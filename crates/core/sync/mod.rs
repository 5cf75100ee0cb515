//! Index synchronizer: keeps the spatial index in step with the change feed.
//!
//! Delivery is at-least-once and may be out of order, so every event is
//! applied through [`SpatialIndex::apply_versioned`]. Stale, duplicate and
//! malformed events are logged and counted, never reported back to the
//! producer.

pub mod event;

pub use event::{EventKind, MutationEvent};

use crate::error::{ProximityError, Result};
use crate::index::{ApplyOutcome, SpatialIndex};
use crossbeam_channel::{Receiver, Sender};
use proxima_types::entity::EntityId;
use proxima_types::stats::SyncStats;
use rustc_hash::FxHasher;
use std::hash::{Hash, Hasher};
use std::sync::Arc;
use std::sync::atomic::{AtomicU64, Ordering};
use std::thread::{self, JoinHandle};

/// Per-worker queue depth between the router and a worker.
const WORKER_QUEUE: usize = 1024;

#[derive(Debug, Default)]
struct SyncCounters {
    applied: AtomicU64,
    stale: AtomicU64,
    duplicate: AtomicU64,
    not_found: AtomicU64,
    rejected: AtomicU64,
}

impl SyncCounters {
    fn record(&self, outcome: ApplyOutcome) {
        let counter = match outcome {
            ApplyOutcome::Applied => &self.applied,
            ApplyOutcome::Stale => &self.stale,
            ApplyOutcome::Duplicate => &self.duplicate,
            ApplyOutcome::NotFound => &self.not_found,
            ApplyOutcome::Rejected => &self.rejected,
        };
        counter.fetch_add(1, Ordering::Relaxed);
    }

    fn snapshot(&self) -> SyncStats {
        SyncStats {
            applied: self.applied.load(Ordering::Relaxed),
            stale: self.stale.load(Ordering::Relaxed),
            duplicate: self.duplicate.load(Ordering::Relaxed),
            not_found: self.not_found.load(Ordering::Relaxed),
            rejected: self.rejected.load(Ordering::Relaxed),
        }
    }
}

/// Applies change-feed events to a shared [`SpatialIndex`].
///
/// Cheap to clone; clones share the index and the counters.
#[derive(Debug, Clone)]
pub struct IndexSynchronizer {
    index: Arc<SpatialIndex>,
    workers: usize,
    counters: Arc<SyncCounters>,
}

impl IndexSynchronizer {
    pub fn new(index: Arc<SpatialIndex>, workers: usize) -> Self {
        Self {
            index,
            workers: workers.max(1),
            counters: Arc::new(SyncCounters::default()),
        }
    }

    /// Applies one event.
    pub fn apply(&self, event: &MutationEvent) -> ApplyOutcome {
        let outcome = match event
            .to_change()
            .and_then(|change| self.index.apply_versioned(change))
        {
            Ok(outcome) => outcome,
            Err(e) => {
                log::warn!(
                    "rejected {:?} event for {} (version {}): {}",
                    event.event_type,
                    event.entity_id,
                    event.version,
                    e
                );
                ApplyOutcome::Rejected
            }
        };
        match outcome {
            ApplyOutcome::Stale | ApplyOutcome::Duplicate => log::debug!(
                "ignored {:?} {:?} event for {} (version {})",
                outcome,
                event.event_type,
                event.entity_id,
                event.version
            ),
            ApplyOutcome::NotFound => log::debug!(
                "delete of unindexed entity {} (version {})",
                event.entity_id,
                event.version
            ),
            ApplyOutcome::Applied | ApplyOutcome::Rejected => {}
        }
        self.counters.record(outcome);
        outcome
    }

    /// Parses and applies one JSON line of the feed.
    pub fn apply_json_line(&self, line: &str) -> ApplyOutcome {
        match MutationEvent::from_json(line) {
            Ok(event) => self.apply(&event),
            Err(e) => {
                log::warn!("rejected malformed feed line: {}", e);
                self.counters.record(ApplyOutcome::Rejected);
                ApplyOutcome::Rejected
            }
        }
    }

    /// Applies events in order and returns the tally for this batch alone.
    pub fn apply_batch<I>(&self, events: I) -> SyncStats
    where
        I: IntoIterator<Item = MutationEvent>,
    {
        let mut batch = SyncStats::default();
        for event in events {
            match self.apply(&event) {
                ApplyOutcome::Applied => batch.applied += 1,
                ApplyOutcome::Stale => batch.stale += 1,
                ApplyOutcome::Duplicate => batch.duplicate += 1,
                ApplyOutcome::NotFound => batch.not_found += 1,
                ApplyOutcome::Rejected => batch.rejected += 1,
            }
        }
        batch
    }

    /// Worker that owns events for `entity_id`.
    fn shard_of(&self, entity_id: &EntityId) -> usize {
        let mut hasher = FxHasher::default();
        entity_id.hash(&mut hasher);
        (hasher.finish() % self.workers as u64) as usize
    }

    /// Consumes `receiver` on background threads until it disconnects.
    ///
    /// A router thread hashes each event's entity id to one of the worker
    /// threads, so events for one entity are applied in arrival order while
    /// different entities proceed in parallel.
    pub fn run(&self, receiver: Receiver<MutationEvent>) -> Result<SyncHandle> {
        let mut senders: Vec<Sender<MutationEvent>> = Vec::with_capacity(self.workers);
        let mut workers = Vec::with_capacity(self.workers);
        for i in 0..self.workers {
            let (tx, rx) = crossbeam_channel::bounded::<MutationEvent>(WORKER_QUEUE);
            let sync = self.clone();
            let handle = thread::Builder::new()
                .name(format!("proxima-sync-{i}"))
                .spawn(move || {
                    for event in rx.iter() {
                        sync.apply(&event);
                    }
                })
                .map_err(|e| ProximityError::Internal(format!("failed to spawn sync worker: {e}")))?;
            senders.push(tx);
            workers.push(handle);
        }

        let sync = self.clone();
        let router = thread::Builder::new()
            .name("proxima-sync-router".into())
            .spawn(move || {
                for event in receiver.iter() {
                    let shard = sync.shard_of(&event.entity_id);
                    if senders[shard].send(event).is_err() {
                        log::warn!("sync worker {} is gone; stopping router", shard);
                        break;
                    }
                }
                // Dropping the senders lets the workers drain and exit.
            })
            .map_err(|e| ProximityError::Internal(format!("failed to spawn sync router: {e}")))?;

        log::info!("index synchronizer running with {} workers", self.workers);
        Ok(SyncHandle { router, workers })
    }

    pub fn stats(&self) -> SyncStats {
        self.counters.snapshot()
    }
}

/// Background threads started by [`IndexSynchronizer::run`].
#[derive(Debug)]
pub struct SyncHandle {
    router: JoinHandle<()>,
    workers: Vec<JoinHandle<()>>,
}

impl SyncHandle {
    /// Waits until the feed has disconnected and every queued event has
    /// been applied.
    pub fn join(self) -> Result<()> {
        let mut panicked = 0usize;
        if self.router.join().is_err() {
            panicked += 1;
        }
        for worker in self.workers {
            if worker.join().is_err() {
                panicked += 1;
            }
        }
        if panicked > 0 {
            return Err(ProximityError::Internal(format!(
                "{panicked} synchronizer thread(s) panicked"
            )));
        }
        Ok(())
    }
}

...

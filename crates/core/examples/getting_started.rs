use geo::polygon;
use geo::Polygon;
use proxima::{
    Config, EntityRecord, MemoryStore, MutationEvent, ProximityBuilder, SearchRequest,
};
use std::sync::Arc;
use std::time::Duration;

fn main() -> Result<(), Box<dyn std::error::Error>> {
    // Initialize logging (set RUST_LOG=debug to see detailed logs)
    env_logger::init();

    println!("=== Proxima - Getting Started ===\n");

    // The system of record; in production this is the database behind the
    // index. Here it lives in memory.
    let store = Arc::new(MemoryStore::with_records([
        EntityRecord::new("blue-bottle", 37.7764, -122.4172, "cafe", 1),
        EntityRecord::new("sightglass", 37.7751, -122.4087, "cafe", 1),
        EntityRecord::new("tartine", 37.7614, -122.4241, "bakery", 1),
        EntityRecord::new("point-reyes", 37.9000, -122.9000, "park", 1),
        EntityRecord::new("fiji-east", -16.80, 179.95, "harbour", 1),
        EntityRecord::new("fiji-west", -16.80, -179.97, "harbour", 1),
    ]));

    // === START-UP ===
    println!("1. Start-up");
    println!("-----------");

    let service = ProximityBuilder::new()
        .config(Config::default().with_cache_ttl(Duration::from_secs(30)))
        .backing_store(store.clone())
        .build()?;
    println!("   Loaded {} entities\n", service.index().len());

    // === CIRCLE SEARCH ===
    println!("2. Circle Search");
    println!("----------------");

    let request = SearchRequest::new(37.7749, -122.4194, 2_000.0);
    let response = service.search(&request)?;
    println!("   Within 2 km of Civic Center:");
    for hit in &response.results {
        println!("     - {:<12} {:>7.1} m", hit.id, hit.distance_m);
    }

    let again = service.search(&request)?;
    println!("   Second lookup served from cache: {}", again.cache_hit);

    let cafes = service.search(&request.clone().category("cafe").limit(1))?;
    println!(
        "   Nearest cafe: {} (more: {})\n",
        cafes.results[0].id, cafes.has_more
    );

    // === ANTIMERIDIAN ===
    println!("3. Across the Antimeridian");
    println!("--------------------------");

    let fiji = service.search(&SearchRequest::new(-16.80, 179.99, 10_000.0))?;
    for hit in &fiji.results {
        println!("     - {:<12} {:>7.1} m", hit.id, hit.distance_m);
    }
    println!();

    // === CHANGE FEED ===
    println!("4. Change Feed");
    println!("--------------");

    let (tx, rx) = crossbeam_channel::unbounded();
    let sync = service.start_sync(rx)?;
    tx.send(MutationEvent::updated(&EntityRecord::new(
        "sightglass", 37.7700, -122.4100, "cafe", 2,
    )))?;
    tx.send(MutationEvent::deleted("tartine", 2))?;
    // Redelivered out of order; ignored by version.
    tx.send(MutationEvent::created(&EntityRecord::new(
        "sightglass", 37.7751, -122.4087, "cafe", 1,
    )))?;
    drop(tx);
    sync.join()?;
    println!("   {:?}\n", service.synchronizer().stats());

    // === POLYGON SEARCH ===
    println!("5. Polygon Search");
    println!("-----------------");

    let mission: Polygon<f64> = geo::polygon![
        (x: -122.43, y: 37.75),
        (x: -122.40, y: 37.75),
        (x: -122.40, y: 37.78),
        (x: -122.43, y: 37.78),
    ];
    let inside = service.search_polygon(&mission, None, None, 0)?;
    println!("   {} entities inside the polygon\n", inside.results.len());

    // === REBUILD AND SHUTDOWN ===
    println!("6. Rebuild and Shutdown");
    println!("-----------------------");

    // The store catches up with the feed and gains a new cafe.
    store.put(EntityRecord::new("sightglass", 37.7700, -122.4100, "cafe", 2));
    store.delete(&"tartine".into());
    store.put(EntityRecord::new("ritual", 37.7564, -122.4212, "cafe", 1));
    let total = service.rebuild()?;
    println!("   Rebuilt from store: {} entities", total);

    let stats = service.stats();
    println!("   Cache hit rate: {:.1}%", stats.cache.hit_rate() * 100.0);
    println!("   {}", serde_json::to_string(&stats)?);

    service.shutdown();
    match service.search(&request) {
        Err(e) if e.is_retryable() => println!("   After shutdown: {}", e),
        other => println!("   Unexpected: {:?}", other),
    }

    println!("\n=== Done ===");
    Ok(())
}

◆ **REQUIRED ACTION**
Every line in the entries above that has the word "Config" should be identified and copied.

◆ **YOUR SOLUTION**
    Config, EntityRecord, MemoryStore, MutationEvent, ProximityBuilder, SearchRequest,
        .config(Config::default().with_cache_ttl(Duration::from_secs(30)))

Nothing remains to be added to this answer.